第26話 変化と停滞


 適性を検査した結果、凡そ十人が戦闘スタイルを変更することにした。

 基本的には元素使いに向いているか、元素流しに向いているかを確認しただけだが、元素の動きを観察すればそれ以外にも様々な得手不得手を分析できる。例えば元素使いの中でも中距離戦を得意とする者や、元素流しの中でも防御を得意とする者など、細かな適性まで把握できる。俺は生徒たちひとり一人に、なるべく丁寧にそうした内容を伝えていった。


 アリスと仲が良かった生徒たちも、何人か劇的な変化を遂げた者がいる。

 例えばレイは、今まで元素流しのスタイルだったが、検査の結果、元素使いの方が向いていると判明した。


 一方、シャッハは元素使いのスタイルだったが、ハルと同じく元素流しの方が向いていると判明した。

 二人はそれぞれ以前とは異なる鍛錬を積んでいる。


 そして、変化は生徒たちだけではなく――。

 俺の方にも起きていた。


「教官! アドバイスちょーだい!」


 適性の検査を行ってから、三日が経過した頃。

 実技の授業で生徒たちに術式の使い方を指導していると、シャッハがこちらにやって来た。


「どうした、シャッハ?」


「えっとね、この前の模擬戦でハルがやってた、腕を硬くする術式を使いたいんだけど……なんかうまくいかなくて」


「《篭手装化》か。あれは《元素纏い》を完璧にマスターしないと習得が難しい。まずは《元素纏い》の出力を安定させるところから始めてみてくれ」


「分かった! ありがと、教官っ!」


 シャッハは満面の笑みを浮かべて、練習を再開した。

 すると、他の生徒からも声が掛かる。


「教官! こっちも教えてくれ!」


「あ、あの、教官、ちょっと気になることが……」


「教官、俺も質問したいことがあります」


 レイ、ハル、スメルクたちも何か疑問があるらしく、こちらに近づいてきた。

 いつの間にか、目の前には生徒たちの列ができている。


 ――人手が欲しい。


 授業をボイコットされた時とは打って変わって、生徒たちは真剣に俺の授業を受けるようになった。

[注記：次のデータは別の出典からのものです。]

#![deny(missing_docs)]
#![doc = env!("CARGO_PKG_DESCRIPTION")]

/// Six-parameter plane transformation and its least-squares estimation.
pub mod affine;

/// Plane point records and column-order detection.
pub mod point;

/// Synthetic end-to-end estimation scenario.
pub mod scenario;
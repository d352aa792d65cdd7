//! Synthetic end-to-end estimation scenario.
//!
//! Mirrors how the estimator is validated in the field: take a list of
//! raw control point records, move them with a known transformation, then
//! fit the transformation back out of the point pairs and judge the
//! adjustment by its `m0`.

use serde::{Deserialize, Serialize};

use crate::affine::{fit_affine, AffineFitError, AffineFitResult, AffineParams, MIN_CORRESPONDENCES};
use crate::point::{parse_point_list, PlanePoint};

/// Acceptance threshold on `m0` for a usable fit, in meters.
pub const DEFAULT_TOLERANCE_M: f64 = 0.1;

/// Outcome of a simulation run.
#[derive(Debug, Clone, Serialize, Deserialize)]
pub struct SimulationReport {
    /// Source points parsed from the raw records.
    pub source: Vec<PlanePoint>,
    /// Synthetic target points produced by the truth transformation.
    pub target: Vec<PlanePoint>,
    /// Least-squares fit between the two point sets.
    pub fit: AffineFitResult,
}

impl SimulationReport {
    /// Whether the fit meets [`DEFAULT_TOLERANCE_M`].
    pub fn accepted(&self) -> bool {
        self.fit.is_within(DEFAULT_TOLERANCE_M)
    }
}

/// Runs the estimation pipeline against synthetic targets.
///
/// Parses `raw_records` (one `ID VALUE1 VALUE2` record per line, `#`
/// comments and malformed lines skipped), applies `truth` to every parsed
/// point to produce the target set, then fits the transformation back out
/// of the point pairs.
///
/// # Arguments
///
/// * `raw_records` - Control point records, one per line.
/// * `truth` - Transformation used to synthesize the target points.
///
/// # Errors
///
/// Fails when fewer than [`MIN_CORRESPONDENCES`] records survive parsing,
/// or when the fit itself fails.
pub fn run_simulation(
    raw_records: &str,
    truth: &AffineParams,
) -> Result<SimulationReport, AffineFitError> {
    let source = parse_point_list(raw_records);
    log::debug!("parsed {} source points", source.len());

    if source.len() < MIN_CORRESPONDENCES {
        return Err(AffineFitError::InsufficientCorrespondences {
            required: MIN_CORRESPONDENCES,
            actual: source.len(),
        });
    }

    let target: Vec<PlanePoint> = source.iter().map(|p| truth.apply_point(p)).collect();

    let fit = fit_affine(&source, &target)?;
    log::debug!(
        "simulation m0 = {:.6} m, accepted = {}",
        fit.m0,
        fit.is_within(DEFAULT_TOLERANCE_M)
    );

    Ok(SimulationReport {
        source,
        target,
        fit,
    })
}

#[cfg(test)]
mod tests {
    use super::*;

    const RECORDS: &str = "
        # id  easting     northing
        P1    500100.00   4000100.00
        P2    500200.00   4000200.00
        P3    500150.00   4000300.00
        P4    500300.00   4000150.00
    ";

    fn truth() -> AffineParams {
        AffineParams {
            a: 1.00005,
            b: 0.0,
            c: 100.0,
            d: 0.0,
            e: 1.00005,
            f: 50.0,
        }
    }

    #[test]
    fn test_simulation_accepts_clean_fit() -> Result<(), AffineFitError> {
        let report = run_simulation(RECORDS, &truth())?;

        assert_eq!(report.source.len(), 4);
        assert_eq!(report.target.len(), 4);
        assert_eq!(report.source[0].id, "P1");

        // targets come from the truth transformation applied in order
        let expected = truth().apply_point(&report.source[2]);
        assert_eq!(report.target[2], expected);

        // noise-free targets still leave a small m0 from rounding at
        // these coordinate magnitudes; it stays inside the acceptance band
        assert!(report.accepted());
        assert!(report.fit.m0 < 5e-2);
        Ok(())
    }

    #[test]
    fn test_simulation_fitted_params_reproduce_targets() -> Result<(), AffineFitError> {
        let report = run_simulation(RECORDS, &truth())?;
        for (src, dst) in report.source.iter().zip(report.target.iter()) {
            let (calc_y, calc_x) = report.fit.params.apply(src.y, src.x);
            assert!((calc_y - dst.y).abs() < 5e-2);
            assert!((calc_x - dst.x).abs() < 5e-2);
        }
        Ok(())
    }

    #[test]
    fn test_simulation_rejects_too_few_records() {
        let records = "
            P1 500100.00 4000100.00
            P2 500200.00 4000200.00
            P3 500150.00 4000300.00
        ";
        let result = run_simulation(records, &truth());
        assert!(matches!(
            result,
            Err(AffineFitError::InsufficientCorrespondences {
                required: 4,
                actual: 3
            })
        ));
    }

    #[test]
    fn test_report_serde_roundtrip() -> Result<(), AffineFitError> {
        let report = run_simulation(RECORDS, &truth())?;
        let json = serde_json::to_string(&report).unwrap();
        let back: SimulationReport = serde_json::from_str(&json).unwrap();
        assert_eq!(back.source, report.source);
        assert_eq!(back.fit.params, report.fit.params);
        Ok(())
    }
}
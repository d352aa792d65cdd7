#![doc = include_str!(concat!("../", env!("CARGO_PKG_README")))]

#[doc(inline)]
pub use datumfit_linalg as linalg;

#[doc(inline)]
pub use datumfit_transform as transform;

 ただ、その代わりに……想像以上に俺の負担も増えた。

 生徒たちも頑張っているため、俺が弱音を吐くわけにはいかない。しかし、三十人いる生徒たちの進捗を管理し、適切なアドバイスをし続けるのは中々難しい。


 だが、やり甲斐があるのも、また事実だ。

 まだ教官の仕事を始めて日も浅いが――楽しさが分かってきた気がする。


 生徒たちにそれぞれアドバイスをした俺は、ふぅと呼気を吐いて辺りを歩いた。

 すると、人気が少ないところで、黙々と鍛錬を積んでいる生徒を見つける。


「……アリス」


 美しい金髪碧眼の少女、アリス。

 彼女は今……汗水を垂らし、苦しそうな顔で努力していた。


「あ……レクト、教官」


 俺の存在に気づいたアリスは、気まずそうな顔をした。

 その表情を見て、思わず俺は後ろ髪をがしがしと掻く。


 適性を検査したことで、多くの生徒たちが変化した。

 しかし、中には変化しなかった・・・・・・・生徒もいる。


 それがアリスだ。

 三十人いる一組の生徒の中で、アリスだけが……何も変わらなかった。


「やっぱり、駄目か?」


「……はい。今までと同じように、上手く元素を操作できません」


 溜息が出そうになったところを辛うじて抑える。一番辛いのはアリスだ。


「アリスの適性は、間違いなく元素使いだ。だから本来なら、元素の制御は得意な筈なんだが……」


 まさかその制御で躓くとは思わなかった。

 続く言葉が出ない俺に、アリスは小さく口を開く。


「私……本当に、才能がないですね」


 アリスは顔を伏せて言った。


「折角、レクト教官と仲直りしたのに……折角、強くなれると思ったのに……どうして私はいつも、こうなってしまうんでしょうか……」


 スカートをきゅっと握り締め、アリスは震えた声で言う。


 ――焦るのも無理はないか。


 きっとアリスは今までも、こうして期待を裏切られ続けてきたのだろう。

 教習所の教官が、アリスの欠陥をいつまでも無視する筈がない。多分、既にあらゆる手を尽くされた後なのだ。それでもアリスは成長することなく、他の生徒との差がどんどん開いてしまった。


 死ぬことと同じくらい、停滞することを恐れている。


「……凹まなくてもいい」


 消えてしまいそうなほど弱々しい様子を見せるアリスに、俺は告げる。

 気休めにしかならないが、落ち込んでいる生徒をそのままにはしたくなかった。


「実は、俺も昔は落ちこぼれと言われていたんだ」


「……そう、なんですか?」


「ああ。とにかく覚えが悪くてな。自分に向いている術式は何なのか、一通り試してみたが……分かったのは、全部向いていないということだった」


 当時の苦労は今でも鮮明に思い出すことができる。


「しかし、そんな俺でも探索者になることはできたんだ。だからアリスだって、簡単に諦める必要はない。……きっと、ある筈だ。アリスだけの強さが」


「私だけの、強さ……」


 アリスが言葉を反芻する。

 その強さを探すために、俺も引き続き努力をしよう。


 そんな風に考えていると――ふと、試してみたいことを思いついた。